• **Problem requirements**
When you reach the line containing "let config = AcceleratorConfig::default();", begin copying exactly, and keep going through the last line of the records below, copying nothing before it.

/---

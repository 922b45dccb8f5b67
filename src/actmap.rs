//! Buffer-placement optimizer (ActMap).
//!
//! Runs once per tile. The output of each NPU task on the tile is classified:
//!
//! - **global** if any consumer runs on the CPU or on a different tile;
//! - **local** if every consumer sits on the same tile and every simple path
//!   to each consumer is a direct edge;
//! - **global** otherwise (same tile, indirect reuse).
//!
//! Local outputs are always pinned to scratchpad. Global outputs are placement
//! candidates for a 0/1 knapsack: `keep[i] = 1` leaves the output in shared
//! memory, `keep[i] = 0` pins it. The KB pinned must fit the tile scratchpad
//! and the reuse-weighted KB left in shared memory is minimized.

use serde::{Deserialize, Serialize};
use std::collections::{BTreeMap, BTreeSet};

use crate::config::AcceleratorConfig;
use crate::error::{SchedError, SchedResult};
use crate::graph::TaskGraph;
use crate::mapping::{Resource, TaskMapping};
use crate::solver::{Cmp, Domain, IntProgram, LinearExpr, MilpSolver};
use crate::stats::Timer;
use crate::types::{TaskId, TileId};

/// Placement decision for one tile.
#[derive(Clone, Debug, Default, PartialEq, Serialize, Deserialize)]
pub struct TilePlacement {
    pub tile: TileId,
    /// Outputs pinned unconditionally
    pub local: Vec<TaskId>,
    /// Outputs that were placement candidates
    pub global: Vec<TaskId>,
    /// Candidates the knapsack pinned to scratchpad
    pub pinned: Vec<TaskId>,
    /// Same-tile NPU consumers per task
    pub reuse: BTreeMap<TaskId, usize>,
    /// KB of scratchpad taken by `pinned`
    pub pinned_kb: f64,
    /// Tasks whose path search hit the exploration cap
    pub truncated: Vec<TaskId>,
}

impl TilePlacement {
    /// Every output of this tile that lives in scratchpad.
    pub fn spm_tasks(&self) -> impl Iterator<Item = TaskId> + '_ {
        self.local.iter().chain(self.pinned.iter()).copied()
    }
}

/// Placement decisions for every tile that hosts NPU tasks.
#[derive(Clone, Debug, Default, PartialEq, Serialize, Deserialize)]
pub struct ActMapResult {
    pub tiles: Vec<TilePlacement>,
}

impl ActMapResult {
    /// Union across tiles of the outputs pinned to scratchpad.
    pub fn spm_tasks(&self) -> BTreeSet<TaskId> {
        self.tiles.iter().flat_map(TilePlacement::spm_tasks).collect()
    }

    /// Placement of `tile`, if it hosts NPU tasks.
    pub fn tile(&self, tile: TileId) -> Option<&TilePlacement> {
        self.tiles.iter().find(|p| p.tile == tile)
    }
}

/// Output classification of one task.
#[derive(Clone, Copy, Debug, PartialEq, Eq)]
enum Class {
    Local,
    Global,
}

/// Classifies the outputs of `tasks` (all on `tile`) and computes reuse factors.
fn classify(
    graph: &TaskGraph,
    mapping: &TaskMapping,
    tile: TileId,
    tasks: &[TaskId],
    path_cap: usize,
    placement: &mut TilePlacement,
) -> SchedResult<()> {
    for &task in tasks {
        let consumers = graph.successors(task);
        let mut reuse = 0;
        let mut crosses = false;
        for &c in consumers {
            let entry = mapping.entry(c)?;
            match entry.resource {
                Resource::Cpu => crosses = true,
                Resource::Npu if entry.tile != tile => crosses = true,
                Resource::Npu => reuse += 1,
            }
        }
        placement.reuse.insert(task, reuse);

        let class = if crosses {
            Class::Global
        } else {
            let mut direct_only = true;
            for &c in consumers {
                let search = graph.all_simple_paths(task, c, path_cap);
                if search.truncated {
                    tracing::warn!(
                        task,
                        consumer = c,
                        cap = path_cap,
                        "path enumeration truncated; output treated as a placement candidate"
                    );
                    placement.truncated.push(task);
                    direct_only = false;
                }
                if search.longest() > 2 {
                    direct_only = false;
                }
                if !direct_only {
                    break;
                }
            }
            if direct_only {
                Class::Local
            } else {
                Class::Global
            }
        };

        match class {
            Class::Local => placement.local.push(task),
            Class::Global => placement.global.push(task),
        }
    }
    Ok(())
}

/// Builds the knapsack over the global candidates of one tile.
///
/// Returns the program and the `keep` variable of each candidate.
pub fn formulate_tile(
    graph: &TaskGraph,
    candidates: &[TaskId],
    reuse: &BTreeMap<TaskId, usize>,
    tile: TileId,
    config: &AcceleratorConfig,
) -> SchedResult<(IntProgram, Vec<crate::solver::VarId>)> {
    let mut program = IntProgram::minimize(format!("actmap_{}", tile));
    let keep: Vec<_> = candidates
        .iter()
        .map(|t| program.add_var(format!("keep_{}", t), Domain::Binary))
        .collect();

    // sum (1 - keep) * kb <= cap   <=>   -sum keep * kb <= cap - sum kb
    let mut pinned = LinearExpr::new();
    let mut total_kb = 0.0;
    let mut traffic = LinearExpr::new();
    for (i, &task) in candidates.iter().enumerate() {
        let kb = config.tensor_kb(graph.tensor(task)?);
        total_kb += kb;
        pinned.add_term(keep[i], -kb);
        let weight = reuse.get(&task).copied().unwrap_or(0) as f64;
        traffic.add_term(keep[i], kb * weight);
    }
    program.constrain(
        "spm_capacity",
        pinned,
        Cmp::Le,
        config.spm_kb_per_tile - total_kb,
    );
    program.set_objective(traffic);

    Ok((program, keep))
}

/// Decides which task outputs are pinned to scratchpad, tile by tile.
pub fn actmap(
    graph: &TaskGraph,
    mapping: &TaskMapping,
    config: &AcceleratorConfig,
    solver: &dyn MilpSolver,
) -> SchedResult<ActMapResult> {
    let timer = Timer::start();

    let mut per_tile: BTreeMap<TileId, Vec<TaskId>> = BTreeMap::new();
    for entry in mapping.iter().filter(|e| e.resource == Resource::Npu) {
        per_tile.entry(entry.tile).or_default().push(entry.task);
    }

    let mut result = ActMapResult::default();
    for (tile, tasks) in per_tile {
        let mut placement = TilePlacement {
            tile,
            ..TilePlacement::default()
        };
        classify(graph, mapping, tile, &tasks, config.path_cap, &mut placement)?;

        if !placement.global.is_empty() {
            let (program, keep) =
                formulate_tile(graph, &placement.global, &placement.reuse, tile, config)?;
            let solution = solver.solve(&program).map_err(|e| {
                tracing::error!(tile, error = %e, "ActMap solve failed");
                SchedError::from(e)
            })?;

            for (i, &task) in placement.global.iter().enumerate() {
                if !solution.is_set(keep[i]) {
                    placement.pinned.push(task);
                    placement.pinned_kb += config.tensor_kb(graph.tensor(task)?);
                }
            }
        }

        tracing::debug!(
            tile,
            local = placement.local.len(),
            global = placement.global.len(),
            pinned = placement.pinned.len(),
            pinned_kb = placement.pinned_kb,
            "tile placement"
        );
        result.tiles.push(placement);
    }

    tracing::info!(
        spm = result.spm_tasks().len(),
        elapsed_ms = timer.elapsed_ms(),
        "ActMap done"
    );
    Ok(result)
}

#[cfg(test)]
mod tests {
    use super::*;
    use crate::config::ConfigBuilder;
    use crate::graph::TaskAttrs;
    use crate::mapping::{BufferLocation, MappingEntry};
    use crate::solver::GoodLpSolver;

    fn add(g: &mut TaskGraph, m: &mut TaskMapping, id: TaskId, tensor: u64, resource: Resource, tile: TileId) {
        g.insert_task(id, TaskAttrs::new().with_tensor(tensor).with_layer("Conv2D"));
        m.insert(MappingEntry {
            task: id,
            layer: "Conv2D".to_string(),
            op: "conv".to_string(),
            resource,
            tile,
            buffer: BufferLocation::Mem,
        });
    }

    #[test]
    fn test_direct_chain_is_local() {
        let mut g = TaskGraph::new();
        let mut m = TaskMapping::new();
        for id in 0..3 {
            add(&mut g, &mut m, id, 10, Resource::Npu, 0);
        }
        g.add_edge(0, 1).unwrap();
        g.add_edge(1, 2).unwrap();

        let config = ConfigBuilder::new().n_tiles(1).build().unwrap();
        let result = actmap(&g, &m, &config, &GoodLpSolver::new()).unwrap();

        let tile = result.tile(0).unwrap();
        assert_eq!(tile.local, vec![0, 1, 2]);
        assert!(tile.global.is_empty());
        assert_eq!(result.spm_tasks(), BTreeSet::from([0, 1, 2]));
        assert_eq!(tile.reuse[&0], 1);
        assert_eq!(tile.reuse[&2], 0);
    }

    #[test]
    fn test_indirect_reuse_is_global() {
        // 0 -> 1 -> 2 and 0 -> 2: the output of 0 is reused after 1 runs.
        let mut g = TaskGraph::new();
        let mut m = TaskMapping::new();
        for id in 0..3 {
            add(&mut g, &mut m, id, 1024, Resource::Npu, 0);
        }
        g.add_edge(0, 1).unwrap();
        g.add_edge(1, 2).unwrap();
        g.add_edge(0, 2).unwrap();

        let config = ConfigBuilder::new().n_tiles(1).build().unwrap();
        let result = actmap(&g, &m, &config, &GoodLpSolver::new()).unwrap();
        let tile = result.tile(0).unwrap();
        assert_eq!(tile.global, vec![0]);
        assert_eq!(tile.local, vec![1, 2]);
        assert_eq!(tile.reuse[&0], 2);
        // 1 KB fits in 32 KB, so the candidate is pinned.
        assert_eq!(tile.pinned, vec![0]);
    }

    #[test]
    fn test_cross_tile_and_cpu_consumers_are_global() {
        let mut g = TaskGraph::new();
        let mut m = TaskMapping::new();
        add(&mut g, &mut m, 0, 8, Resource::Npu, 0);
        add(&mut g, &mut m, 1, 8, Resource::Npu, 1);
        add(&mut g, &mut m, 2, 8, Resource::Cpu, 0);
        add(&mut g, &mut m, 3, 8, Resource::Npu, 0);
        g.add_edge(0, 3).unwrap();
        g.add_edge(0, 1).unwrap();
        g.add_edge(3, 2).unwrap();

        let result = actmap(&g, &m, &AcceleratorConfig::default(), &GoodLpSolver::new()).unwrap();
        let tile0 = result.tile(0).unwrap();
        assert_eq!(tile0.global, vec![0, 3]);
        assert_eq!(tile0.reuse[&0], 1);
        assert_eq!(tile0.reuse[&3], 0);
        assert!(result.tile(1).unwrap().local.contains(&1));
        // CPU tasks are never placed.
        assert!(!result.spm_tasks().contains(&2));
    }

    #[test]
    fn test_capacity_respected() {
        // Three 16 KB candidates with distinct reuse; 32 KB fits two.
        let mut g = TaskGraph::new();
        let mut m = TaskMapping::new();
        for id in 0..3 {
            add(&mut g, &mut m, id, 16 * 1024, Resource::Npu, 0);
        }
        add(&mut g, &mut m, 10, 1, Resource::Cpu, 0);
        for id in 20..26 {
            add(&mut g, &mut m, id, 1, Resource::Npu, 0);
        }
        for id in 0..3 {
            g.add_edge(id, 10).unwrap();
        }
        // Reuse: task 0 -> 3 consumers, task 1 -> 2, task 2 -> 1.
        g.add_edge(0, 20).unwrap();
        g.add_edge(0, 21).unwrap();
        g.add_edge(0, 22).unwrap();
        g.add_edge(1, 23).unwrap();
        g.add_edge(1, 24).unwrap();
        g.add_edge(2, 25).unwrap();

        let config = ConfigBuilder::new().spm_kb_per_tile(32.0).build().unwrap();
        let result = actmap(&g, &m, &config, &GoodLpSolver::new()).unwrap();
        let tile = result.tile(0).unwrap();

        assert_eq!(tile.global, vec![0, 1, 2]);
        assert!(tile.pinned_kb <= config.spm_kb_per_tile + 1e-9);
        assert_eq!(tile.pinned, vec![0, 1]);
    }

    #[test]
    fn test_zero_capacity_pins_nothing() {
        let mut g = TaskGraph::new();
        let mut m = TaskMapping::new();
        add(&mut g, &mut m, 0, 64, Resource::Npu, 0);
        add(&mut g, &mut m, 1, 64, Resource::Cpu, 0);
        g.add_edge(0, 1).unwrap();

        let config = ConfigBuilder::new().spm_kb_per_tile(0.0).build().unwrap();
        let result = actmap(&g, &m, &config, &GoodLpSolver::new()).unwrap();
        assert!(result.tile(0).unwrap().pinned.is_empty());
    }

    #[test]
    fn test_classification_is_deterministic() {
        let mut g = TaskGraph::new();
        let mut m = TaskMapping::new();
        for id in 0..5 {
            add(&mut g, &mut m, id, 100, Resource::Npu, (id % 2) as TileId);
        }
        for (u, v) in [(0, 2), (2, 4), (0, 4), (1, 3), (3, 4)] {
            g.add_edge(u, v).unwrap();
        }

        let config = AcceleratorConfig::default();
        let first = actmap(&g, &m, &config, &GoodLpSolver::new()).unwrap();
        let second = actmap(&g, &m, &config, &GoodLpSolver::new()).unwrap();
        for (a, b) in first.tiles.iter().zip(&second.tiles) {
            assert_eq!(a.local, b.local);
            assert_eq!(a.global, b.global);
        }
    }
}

\---

• **Response to the task**
        let config = AcceleratorConfig::default();
        let first = actmap(&g, &m, &config, &GoodLpSolver::new()).unwrap();
        let second = actmap(&g, &m, &config, &GoodLpSolver::new()).unwrap();
        for (a, b) in first.tiles.iter().zip(&second.tiles) {
            assert_eq!(a.local, b.local);
            assert_eq!(a.global, b.global);
        }
    }
}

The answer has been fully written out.